You can look at it this way.  One of the things that would most hinder our entering into a deep friendship with someone would be by our offending them or hurting them in some way, and then refusing to admit the truth about it.  We’ve all experienced that to some degree.  Similarly, one of the things that most stands in the way of someone entering into fellowship with God is a refusal to admit the truth about their condition before Him; and to acknowledge the truth about the harmful nature of the sin in their lives.  When they read the Bible, or they hear the scriptures preached in a sermon—and as the Holy Spirit uses such means to show them the truth about the sin in their lives—they dismiss it.  They let themselves off the hook.  They say that they’re not so bad; or that other people are way worse off than they are; or that those things aren’t really a problem—just “mistakes”.  But the word “confession” means, literally, to ‘say the same thing’ as God says about our sin.  And that’s what we need to do about our sin—say the same things that God says about it; and treat it as seriously as He treats it.
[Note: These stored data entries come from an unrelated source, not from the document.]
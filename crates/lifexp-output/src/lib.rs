//! Output stage: restrict the clean table to one region and persist it.

mod error;
mod sink;

pub use error::{OutputError, Result};
pub use sink::{RegionFilterSink, filter_region, write_csv};
//! Field renaming and pruning for the zipped JSON export.
//!
//! Records are already one observation each, so no reshape is needed. The
//! observation field is renamed to `value` and annotation flags are dropped.

use polars::prelude::{AnyValue, DataFrame};
use tracing::debug;

use lifexp_ingest::{any_to_f64, any_to_i64, any_to_string};
use lifexp_model::{
    AGE, CLEAN_COLUMNS, CleanRow, NESTED_DROPPED_FIELDS, NESTED_VALUE_FIELD, REGION, SEX, UNIT,
    VALUE, YEAR,
};

use crate::error::{Result, TransformError};
use crate::frame::{require_column, rows_to_frame, string_cells};

/// Cleans the nested export into the canonical long table.
///
/// A null `year` or `value` drops the row. A present `year` that is not an
/// integer fails the table, matching the wide export's year policy. Fields
/// outside the canonical schema are discarded.
pub fn clean_nested(df: &DataFrame) -> Result<DataFrame> {
    let mut df = df.clone();
    if df.get_column_index(NESTED_VALUE_FIELD).is_none() {
        return Err(TransformError::MissingColumn {
            column: NESTED_VALUE_FIELD.to_string(),
        });
    }
    df.rename(NESTED_VALUE_FIELD, VALUE.into())?;
    for field in NESTED_DROPPED_FIELDS {
        if df.get_column_index(field).is_some() {
            df = df.drop(field)?;
        }
    }
    for column in CLEAN_COLUMNS {
        require_column(&df, column)?;
    }

    let units = string_cells(&df, UNIT)?;
    let sexes = string_cells(&df, SEX)?;
    let ages = string_cells(&df, AGE)?;
    let regions = string_cells(&df, REGION)?;
    let year_column = df.column(YEAR)?;
    let value_column = df.column(VALUE)?;

    let mut rows = Vec::with_capacity(df.height());
    for idx in 0..df.height() {
        let year = match year_column.get(idx)? {
            AnyValue::Null => None,
            other => match any_to_i64(other.clone()) {
                Some(year) => Some(year),
                None => {
                    return Err(TransformError::TypeConversion {
                        column: YEAR.to_string(),
                        value: any_to_string(other),
                    });
                }
            },
        };
        let value = any_to_f64(value_column.get(idx)?);
        if let (Some(unit), Some(sex), Some(age), Some(region), Some(year), Some(value)) = (
            &units[idx],
            &sexes[idx],
            &ages[idx],
            &regions[idx],
            year,
            value,
        ) {
            rows.push(CleanRow {
                unit: unit.clone(),
                sex: sex.clone(),
                age: age.clone(),
                region: region.clone(),
                year,
                value,
            });
        }
    }

    debug!(
        source_rows = df.height(),
        kept = rows.len(),
        dropped = df.height() - rows.len(),
        "nested records cleaned"
    );
    rows_to_frame(&rows)
}
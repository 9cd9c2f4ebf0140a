//! Lenient extraction of observation values.
//!
//! Upstream cells carry footnote flags and special-value markers (`80.1 b`,
//! `: `, `79.9 e`). Only the first `digits.digits` run is kept; a cell without
//! one has no value.

use std::sync::LazyLock;

use regex::Regex;

/// ASCII digits on both sides of a literal point.
static DECIMAL_REGEX: LazyLock<Regex> =
    LazyLock::new(|| Regex::new(r"[0-9]+\.[0-9]+").expect("Invalid decimal regex"));

/// Returns the first decimal substring of `raw`, if any.
pub fn extract_decimal(raw: &str) -> Option<&str> {
    DECIMAL_REGEX.find(raw).map(|found| found.as_str())
}
//! Error types for source ingestion.

use std::path::PathBuf;
use thiserror::Error;

/// Errors that can occur while reading a source file.
#[derive(Debug, Error)]
pub enum IngestError {
    // === File System Errors ===
    /// Source file not found.
    #[error("source file not found: {path}")]
    FileNotFound { path: PathBuf },

    /// Failed to read file.
    #[error("failed to read file {path}: {source}")]
    FileRead {
        path: PathBuf,
        #[source]
        source: std::io::Error,
    },

    // === Delimited Errors ===
    /// File has no header row.
    #[error("delimited file is empty: {path}")]
    EmptyFile { path: PathBuf },

    /// Record could not be decoded.
    #[error("failed to parse delimited file {path}: {message}")]
    CsvParse { path: PathBuf, message: String },

    /// Data row carries more fields than the header.
    #[error("line {line} of {path} has {found} fields, header has {expected}")]
    RaggedRow {
        path: PathBuf,
        line: u64,
        expected: usize,
        found: usize,
    },

    // === Archive Errors ===
    /// Zip archive could not be opened or an entry could not be read.
    #[error("corrupt archive {path}: {message}")]
    CorruptArchive { path: PathBuf, message: String },

    /// Archive holds no entry ending in `.json`.
    #[error("no .json entry in archive {path}")]
    NoJsonEntry { path: PathBuf },

    /// JSON entry is not an array of flat objects.
    #[error("malformed JSON in {entry} of {path}: {message}")]
    MalformedJson {
        path: PathBuf,
        entry: String,
        message: String,
    },

    // === DataFrame Errors ===
    /// Failed DataFrame operation.
    #[error("DataFrame operation failed: {message}")]
    DataFrame { message: String },
}

impl IngestError {
    /// Maps an open/read failure, distinguishing a missing file.
    pub(crate) fn from_io(path: &std::path::Path, source: std::io::Error) -> Self {
        if source.kind() == std::io::ErrorKind::NotFound {
            Self::FileNotFound {
                path: path.to_path_buf(),
            }
        } else {
            Self::FileRead {
                path: path.to_path_buf(),
                source,
            }
        }
    }
}

impl From<polars::prelude::PolarsError> for IngestError {
    fn from(err: polars::prelude::PolarsError) -> Self {
        Self::DataFrame {
            message: err.to_string(),
        }
    }
}

/// Result type for ingestion operations.
pub type Result<T> = std::result::Result<T, IngestError>;
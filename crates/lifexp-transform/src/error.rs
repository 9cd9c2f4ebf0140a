use thiserror::Error;

#[derive(Debug, Error)]
pub enum TransformError {
    /// Wide export without the full dimension block.
    #[error("expected at least {expected} columns, found {found}")]
    TooFewColumns { expected: usize, found: usize },

    #[error("required column '{column}' not found")]
    MissingColumn { column: String },

    /// A year label or year cell that is not an integer.
    #[error("cannot convert '{value}' in column '{column}' to an integer year")]
    TypeConversion { column: String, value: String },

    #[error("DataFrame operation failed: {message}")]
    DataFrame { message: String },
}

impl From<polars::prelude::PolarsError> for TransformError {
    fn from(err: polars::prelude::PolarsError) -> Self {
        Self::DataFrame {
            message: err.to_string(),
        }
    }
}

pub type Result<T> = std::result::Result<T, TransformError>;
And that’s how we begin to walk in the light as He is in the light (verse 5-7).  Once we admit the truth, we stop hiding from His moral spotlight and we step into its beam and allow the sin in our lives to be exposed for what it really is (see John 3:18-21).  And the wonderful promise God makes for us in the verse you have asked about is that, when we confess our sins to Him, He is faithful and just to forgive those sins and to cleanse us from all unrighteousness.  God doesn’t simply ignore the punishment that is due to us because of our sin.  All of the guilt for our sin was placed on His Son Jesus as He hung on the cross; and Jesus received the total punishment for our sins on our behalf.  So God the Father is utterly just in forgiving us; because the debt was paid in the full.  And He is utterly faithful to do so; because He was the One who sent His Son to pay the debt for us.

I believe that the way we apply this verse in our lives is through prayer.  When we stumble into sin, or if the Holy Spirit brings to our recollection some sin that is keeping us from a full relationship with the Father, we must “confess” it to Him.  We must admit to God in prayer what it was that we did—and name it as “sin”.  We must admit the truth—that it was a sin so grievous to His holy character that it made the death of His own Son necessary.  And we must then place all our trust in what Jesus did on the cross for us, thank the Father that Jesus died in our place, trust in His full forgiveness, and—in His strength—turn from that sin.  Once we do so, we can move on and grow in fellowship with Him.

Pastor Greg
Bethany Bible Church

(All Scripture quotes are taken from the New King James Version.)